**Problem description:** Below are some records. Return exactly the lines from the one containing "canonical_words(&o.name) == home_words)" through the one containing "name wins, so", both included, and only those.

[Data records]
────────

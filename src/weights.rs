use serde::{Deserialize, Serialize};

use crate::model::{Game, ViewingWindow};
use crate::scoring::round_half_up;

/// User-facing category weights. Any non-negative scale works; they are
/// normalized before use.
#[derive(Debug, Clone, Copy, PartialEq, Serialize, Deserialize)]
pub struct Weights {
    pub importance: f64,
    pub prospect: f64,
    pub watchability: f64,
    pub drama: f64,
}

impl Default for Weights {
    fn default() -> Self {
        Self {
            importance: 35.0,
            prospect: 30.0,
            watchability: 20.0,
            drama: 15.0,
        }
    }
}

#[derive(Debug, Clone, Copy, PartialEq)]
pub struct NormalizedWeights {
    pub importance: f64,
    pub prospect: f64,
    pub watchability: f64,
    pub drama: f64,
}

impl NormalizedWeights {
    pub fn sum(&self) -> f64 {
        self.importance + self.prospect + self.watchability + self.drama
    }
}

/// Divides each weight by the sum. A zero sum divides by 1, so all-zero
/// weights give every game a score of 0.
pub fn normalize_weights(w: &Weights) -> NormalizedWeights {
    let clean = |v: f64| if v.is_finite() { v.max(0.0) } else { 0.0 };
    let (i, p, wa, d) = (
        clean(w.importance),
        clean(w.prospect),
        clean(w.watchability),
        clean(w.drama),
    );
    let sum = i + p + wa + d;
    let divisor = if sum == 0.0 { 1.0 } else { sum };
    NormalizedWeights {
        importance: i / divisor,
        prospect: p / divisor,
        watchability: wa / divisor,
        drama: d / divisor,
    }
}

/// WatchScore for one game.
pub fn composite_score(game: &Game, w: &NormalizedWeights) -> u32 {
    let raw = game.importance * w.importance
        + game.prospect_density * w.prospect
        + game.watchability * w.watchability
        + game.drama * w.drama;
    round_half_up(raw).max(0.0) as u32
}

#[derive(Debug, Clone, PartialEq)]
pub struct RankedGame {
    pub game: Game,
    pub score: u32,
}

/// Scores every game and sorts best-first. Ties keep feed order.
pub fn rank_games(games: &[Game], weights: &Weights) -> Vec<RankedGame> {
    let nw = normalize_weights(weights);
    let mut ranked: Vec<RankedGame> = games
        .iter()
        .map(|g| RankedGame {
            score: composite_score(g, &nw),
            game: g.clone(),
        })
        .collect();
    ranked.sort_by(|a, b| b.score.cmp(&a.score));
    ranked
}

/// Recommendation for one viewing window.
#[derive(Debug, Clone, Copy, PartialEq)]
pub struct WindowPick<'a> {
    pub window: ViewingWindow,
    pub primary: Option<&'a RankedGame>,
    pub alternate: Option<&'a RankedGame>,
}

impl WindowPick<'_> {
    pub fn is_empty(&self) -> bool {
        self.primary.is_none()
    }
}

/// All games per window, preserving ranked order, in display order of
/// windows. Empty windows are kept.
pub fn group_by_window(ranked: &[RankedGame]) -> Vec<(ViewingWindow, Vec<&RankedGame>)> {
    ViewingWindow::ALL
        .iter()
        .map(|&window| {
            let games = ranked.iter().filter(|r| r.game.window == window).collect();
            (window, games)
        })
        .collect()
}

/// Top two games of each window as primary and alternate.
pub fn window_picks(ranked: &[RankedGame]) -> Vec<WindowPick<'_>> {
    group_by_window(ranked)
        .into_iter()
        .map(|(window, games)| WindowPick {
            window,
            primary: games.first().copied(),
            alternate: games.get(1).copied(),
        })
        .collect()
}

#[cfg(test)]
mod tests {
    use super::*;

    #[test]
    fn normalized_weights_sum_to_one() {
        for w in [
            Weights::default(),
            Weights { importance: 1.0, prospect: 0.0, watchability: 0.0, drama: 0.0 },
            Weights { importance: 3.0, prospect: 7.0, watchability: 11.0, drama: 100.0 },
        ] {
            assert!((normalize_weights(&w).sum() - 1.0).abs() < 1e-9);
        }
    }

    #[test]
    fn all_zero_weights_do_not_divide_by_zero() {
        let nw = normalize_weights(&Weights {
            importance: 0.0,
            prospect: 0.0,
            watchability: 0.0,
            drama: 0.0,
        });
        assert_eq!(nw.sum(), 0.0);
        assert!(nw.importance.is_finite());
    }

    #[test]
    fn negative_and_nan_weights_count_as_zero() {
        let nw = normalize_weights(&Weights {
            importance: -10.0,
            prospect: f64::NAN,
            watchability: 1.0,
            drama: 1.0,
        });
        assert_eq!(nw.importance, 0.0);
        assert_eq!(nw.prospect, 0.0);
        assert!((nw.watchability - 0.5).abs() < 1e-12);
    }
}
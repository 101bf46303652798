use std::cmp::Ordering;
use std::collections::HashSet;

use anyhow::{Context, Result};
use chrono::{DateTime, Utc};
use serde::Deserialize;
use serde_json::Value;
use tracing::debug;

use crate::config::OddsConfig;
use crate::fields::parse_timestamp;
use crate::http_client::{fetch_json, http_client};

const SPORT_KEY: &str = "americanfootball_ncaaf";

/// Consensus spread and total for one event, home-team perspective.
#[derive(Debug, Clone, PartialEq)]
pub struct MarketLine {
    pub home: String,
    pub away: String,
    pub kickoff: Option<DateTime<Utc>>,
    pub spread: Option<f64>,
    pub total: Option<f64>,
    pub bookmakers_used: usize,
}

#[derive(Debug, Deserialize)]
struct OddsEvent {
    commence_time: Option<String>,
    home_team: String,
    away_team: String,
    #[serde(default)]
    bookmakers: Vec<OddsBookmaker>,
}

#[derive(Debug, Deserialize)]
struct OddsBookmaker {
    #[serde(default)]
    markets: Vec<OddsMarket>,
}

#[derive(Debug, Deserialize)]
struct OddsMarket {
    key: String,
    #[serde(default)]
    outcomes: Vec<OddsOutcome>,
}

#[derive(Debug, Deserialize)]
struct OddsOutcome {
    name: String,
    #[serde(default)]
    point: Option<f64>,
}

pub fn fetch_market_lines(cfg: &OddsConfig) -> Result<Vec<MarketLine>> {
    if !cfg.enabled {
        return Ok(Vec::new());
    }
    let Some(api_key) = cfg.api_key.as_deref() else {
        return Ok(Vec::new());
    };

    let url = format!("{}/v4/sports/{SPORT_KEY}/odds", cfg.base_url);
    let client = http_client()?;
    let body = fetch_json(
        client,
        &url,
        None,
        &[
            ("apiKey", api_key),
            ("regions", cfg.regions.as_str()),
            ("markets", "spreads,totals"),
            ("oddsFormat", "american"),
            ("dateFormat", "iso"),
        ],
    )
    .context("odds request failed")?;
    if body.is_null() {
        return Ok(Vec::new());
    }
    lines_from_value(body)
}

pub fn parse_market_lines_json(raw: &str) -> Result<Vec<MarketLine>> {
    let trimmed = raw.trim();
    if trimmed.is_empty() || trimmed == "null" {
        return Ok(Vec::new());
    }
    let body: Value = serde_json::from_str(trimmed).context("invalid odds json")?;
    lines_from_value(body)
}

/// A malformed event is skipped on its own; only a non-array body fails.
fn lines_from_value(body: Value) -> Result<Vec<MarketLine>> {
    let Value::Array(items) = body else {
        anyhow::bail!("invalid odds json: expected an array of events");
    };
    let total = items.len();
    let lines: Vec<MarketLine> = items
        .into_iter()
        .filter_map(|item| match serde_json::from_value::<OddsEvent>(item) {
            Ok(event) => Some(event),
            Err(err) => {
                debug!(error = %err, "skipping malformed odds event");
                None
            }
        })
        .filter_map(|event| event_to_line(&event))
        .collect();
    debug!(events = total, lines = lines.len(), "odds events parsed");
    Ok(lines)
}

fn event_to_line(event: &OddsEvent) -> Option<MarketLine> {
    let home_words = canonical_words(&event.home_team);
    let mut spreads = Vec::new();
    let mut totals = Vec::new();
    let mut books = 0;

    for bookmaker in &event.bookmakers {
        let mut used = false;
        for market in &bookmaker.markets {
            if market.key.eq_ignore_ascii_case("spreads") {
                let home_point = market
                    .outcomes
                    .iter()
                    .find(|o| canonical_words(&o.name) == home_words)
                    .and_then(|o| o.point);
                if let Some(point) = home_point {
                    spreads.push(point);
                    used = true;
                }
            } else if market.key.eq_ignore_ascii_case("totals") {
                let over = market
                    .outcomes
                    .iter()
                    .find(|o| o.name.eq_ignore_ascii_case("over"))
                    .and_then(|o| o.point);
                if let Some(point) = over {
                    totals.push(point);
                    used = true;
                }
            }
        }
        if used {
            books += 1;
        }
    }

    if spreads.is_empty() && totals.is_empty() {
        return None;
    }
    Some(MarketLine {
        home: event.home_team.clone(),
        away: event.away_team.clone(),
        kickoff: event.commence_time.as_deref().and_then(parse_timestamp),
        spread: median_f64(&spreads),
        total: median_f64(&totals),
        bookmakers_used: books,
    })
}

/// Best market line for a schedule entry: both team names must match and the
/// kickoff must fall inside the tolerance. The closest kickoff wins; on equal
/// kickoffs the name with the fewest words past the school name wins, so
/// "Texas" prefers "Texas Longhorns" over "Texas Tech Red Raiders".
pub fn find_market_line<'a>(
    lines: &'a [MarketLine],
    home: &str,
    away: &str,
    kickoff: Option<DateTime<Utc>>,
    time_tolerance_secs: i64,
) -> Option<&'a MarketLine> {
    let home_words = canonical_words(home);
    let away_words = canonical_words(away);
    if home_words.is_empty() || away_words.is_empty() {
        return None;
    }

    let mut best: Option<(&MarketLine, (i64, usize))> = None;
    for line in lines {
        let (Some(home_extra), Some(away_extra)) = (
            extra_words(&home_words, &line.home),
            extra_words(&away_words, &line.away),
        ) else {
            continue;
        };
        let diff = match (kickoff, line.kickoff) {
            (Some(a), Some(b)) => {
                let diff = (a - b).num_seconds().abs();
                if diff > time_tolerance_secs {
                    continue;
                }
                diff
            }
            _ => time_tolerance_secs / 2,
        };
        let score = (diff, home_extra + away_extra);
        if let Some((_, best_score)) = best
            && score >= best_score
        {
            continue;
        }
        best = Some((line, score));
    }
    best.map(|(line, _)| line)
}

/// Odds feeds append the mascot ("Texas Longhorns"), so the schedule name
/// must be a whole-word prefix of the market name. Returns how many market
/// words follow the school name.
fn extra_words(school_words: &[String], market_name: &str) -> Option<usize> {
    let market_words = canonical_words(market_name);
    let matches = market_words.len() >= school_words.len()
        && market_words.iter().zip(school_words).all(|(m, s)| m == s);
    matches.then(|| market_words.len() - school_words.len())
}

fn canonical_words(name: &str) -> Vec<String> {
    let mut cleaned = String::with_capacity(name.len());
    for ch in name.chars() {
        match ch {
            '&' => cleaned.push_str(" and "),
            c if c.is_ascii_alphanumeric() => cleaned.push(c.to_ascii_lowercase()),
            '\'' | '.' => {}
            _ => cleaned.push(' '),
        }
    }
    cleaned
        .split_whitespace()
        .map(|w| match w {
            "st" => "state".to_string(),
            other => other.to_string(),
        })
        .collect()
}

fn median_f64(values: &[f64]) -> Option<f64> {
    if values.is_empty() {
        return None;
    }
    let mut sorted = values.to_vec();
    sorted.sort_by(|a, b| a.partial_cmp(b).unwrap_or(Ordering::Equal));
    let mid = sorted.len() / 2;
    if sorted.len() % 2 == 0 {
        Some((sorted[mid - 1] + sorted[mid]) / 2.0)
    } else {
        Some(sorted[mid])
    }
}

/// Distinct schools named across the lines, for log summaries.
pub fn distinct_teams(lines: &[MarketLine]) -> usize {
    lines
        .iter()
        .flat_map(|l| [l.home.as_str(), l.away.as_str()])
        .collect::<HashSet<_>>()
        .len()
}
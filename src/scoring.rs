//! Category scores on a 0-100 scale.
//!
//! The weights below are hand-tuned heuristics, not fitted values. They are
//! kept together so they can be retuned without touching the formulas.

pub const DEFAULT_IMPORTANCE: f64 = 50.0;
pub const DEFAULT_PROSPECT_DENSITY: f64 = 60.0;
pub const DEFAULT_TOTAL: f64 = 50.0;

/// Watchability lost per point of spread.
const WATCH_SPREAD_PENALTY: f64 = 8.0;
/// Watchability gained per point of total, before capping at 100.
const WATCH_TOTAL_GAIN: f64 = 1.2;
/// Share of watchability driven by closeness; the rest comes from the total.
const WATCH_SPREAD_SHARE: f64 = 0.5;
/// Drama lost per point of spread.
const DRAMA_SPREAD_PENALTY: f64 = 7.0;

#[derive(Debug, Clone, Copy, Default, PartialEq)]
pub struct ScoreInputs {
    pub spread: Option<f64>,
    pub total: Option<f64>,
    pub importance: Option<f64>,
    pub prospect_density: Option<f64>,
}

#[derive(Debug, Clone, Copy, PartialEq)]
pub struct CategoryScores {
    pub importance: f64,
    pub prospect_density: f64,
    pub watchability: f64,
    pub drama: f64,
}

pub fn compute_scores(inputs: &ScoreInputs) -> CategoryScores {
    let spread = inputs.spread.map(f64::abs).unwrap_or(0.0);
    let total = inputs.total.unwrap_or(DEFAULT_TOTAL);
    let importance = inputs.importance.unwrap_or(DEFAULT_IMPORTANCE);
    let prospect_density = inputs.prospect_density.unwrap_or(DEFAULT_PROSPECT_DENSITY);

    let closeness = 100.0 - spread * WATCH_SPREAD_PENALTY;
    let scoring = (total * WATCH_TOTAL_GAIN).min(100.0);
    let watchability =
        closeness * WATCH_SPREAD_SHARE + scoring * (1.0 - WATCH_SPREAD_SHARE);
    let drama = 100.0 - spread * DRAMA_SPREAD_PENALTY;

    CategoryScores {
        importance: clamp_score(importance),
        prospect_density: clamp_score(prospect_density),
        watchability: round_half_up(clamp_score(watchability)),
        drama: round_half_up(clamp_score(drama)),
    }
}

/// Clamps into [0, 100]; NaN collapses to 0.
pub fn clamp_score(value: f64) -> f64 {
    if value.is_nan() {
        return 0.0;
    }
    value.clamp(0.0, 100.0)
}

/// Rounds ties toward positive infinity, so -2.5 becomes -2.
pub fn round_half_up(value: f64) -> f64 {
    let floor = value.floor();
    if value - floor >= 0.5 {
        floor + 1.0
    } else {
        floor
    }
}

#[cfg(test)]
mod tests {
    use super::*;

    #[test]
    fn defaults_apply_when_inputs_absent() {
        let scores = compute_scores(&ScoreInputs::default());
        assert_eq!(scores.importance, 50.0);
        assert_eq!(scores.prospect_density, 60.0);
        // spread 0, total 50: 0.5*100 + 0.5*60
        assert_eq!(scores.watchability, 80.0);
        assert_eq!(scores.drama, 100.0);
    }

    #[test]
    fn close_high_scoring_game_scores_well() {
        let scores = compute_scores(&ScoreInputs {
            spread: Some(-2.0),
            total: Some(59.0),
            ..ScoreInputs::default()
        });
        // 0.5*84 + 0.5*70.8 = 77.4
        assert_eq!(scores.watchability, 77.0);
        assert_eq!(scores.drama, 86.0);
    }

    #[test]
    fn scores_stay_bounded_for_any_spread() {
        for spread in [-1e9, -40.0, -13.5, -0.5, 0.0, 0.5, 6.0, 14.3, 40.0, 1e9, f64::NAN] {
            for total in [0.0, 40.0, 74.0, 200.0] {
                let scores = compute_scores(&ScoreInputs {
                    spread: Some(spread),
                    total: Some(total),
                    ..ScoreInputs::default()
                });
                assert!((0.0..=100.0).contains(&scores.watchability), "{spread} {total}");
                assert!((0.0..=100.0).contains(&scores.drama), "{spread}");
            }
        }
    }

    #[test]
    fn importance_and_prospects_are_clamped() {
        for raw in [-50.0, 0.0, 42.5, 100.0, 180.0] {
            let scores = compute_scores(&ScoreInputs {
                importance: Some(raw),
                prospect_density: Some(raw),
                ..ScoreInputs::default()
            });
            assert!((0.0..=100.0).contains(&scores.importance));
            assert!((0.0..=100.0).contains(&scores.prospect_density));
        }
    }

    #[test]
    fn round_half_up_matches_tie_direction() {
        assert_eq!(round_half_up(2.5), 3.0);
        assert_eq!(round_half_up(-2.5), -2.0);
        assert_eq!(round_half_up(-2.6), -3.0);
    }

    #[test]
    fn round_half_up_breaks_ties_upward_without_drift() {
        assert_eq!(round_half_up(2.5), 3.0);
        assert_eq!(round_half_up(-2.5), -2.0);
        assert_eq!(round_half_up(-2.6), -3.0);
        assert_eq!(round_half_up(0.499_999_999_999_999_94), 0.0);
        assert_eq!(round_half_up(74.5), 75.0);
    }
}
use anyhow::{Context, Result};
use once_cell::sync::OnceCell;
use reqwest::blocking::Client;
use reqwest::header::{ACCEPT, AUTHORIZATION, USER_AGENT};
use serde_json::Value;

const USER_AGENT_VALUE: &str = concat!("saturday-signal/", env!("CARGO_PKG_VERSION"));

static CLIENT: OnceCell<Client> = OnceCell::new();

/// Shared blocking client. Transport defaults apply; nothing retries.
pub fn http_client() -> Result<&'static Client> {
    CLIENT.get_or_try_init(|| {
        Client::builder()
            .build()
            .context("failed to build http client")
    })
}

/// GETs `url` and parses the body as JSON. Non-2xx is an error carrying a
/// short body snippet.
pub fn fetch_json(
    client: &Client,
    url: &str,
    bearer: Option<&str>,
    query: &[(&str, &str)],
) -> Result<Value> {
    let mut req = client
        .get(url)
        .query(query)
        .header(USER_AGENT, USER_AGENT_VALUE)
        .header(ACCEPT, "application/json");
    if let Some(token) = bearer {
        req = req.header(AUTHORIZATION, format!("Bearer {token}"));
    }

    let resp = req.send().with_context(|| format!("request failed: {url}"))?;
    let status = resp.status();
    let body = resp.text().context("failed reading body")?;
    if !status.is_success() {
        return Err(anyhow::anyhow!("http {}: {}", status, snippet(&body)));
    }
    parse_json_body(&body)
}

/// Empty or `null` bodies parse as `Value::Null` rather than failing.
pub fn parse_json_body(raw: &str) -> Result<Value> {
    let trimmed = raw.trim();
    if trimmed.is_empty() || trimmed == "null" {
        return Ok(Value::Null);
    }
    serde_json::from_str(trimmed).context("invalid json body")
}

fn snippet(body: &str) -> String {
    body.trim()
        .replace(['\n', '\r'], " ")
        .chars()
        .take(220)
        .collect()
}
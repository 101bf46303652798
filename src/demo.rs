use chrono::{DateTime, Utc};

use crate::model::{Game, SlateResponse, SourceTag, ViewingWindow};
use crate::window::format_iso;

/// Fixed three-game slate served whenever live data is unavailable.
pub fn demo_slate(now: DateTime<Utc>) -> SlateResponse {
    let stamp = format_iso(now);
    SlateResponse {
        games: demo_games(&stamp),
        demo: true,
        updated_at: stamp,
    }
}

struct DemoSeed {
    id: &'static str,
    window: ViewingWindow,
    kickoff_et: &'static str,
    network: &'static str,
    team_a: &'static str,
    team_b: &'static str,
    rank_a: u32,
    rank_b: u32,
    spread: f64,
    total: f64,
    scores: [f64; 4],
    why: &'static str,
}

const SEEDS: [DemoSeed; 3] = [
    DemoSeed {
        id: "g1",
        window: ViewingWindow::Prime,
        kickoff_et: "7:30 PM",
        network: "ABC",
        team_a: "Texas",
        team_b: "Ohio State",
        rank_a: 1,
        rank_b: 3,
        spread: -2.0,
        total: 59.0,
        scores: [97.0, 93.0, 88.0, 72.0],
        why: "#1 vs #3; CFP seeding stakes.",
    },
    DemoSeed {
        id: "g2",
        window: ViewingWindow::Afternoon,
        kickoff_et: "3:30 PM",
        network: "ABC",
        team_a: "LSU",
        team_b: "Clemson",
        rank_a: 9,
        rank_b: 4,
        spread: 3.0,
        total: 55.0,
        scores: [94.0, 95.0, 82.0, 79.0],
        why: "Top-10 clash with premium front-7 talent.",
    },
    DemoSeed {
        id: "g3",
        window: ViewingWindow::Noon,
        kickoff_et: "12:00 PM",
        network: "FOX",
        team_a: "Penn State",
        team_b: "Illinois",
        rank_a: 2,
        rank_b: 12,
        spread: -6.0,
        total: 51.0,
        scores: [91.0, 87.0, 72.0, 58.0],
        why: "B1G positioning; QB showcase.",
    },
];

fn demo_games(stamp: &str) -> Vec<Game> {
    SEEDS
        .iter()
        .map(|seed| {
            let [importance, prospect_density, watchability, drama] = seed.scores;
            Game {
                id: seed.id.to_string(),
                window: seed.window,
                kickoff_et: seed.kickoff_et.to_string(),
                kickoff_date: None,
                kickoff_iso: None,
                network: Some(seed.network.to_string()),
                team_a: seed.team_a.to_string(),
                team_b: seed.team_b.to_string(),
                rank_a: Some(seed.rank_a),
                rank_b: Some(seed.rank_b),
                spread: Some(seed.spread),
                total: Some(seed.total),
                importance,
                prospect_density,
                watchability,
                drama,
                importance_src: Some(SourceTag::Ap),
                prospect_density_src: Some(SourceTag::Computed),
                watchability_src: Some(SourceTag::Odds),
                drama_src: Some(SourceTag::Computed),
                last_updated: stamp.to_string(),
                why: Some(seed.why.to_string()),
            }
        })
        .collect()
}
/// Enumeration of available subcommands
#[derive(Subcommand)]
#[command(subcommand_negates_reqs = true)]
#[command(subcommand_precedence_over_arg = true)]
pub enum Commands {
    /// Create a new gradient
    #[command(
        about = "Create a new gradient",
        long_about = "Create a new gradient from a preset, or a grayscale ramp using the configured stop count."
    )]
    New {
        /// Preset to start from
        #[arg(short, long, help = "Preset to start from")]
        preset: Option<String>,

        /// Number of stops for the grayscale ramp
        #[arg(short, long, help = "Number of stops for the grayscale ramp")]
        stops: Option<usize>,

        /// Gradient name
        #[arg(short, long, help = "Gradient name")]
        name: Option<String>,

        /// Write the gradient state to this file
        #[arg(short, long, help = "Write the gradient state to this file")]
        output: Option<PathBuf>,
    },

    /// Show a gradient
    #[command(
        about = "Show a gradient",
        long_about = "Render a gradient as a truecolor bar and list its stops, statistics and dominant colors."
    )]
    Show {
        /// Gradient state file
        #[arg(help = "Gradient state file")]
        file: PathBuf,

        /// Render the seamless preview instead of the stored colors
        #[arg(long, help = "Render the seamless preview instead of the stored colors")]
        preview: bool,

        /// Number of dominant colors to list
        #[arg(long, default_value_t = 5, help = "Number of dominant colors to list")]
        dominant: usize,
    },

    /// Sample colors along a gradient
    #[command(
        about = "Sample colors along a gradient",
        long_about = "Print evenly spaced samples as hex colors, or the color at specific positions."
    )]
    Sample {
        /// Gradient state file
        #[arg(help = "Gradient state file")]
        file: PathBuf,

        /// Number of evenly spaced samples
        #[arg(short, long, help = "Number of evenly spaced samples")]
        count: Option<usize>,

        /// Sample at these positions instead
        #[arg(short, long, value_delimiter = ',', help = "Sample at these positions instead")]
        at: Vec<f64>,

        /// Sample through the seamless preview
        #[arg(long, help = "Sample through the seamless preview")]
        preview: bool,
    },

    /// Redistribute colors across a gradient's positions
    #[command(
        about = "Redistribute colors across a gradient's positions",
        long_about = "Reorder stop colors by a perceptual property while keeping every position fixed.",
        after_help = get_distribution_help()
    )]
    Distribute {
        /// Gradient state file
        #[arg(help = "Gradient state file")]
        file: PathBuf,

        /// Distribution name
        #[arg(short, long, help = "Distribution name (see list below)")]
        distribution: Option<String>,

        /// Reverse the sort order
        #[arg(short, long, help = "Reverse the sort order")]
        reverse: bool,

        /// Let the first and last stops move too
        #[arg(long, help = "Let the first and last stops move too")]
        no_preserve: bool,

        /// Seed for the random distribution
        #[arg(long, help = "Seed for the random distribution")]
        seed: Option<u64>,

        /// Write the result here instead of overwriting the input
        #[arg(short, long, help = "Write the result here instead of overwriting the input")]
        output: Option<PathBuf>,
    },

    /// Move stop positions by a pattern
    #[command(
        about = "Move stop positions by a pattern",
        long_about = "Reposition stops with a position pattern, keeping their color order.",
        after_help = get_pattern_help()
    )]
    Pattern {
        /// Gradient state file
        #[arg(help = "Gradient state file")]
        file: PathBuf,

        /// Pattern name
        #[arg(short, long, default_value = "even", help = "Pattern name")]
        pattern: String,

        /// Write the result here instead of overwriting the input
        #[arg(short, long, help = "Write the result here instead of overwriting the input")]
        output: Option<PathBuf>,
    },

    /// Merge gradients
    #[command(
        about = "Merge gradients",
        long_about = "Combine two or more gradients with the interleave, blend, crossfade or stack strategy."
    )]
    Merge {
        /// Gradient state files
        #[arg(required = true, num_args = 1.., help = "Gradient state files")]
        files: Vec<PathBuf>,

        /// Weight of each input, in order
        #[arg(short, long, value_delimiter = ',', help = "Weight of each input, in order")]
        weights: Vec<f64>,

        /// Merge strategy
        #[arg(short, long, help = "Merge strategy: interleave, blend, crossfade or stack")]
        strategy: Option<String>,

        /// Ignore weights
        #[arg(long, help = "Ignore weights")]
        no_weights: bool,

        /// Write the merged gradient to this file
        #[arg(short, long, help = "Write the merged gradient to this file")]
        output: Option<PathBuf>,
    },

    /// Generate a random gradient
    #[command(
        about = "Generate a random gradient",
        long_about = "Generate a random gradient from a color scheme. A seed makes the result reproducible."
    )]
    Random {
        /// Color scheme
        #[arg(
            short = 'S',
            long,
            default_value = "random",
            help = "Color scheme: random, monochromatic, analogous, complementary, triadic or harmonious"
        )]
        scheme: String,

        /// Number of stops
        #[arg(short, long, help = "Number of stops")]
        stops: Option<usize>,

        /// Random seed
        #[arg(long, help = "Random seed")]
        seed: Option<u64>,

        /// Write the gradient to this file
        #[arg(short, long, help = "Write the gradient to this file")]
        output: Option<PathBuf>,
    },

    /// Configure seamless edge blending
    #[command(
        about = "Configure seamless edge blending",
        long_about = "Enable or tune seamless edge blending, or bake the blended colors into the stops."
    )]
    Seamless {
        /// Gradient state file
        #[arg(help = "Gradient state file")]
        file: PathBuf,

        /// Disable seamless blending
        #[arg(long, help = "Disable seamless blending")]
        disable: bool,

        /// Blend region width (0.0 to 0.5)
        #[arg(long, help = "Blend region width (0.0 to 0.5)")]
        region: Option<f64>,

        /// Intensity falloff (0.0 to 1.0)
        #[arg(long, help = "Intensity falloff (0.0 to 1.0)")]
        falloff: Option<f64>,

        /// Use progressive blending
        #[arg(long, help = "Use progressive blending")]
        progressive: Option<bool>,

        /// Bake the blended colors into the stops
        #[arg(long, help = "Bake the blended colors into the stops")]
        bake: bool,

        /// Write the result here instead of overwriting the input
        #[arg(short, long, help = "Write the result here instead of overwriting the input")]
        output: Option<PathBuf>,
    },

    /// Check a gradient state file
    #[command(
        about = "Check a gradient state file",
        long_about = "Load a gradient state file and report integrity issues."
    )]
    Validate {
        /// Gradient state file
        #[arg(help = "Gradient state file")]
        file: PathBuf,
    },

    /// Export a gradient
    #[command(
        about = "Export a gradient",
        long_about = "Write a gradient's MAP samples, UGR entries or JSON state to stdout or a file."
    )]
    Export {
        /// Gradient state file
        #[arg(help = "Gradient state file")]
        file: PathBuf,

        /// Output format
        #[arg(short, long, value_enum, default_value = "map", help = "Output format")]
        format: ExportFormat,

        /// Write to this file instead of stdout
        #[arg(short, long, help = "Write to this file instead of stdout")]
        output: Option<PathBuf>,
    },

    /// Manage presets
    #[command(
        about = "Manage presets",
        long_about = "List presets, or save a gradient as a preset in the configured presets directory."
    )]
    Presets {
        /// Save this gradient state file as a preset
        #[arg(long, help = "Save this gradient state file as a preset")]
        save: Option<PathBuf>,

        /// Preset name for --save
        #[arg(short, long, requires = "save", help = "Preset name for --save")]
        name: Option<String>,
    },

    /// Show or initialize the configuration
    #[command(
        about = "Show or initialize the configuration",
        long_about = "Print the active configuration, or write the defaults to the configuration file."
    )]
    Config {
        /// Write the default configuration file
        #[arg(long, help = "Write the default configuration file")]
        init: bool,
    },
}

────────

**Result of this task:**
                    .find(|o| canonical_words(&o.name) == home_words)
                    .and_then(|o| o.point);
                if let Some(point) = home_point {
                    spreads.push(point);
                    used = true;
                }
            } else if market.key.eq_ignore_ascii_case("totals") {
                let over = market
                    .outcomes
                    .iter()
                    .find(|o| o.name.eq_ignore_ascii_case("over"))
                    .and_then(|o| o.point);
                if let Some(point) = over {
                    totals.push(point);
                    used = true;
                }
            }
        }
        if used {
            books += 1;
        }
    }

    if spreads.is_empty() && totals.is_empty() {
        return None;
    }
    Some(MarketLine {
        home: event.home_team.clone(),
        away: event.away_team.clone(),
        kickoff: event.commence_time.as_deref().and_then(parse_timestamp),
        spread: median_f64(&spreads),
        total: median_f64(&totals),
        bookmakers_used: books,
    })
}

/// Best market line for a schedule entry: both team names must match and the
/// kickoff must fall inside the tolerance. The closest kickoff wins; on equal
/// kickoffs the name with the fewest words past the school name wins, so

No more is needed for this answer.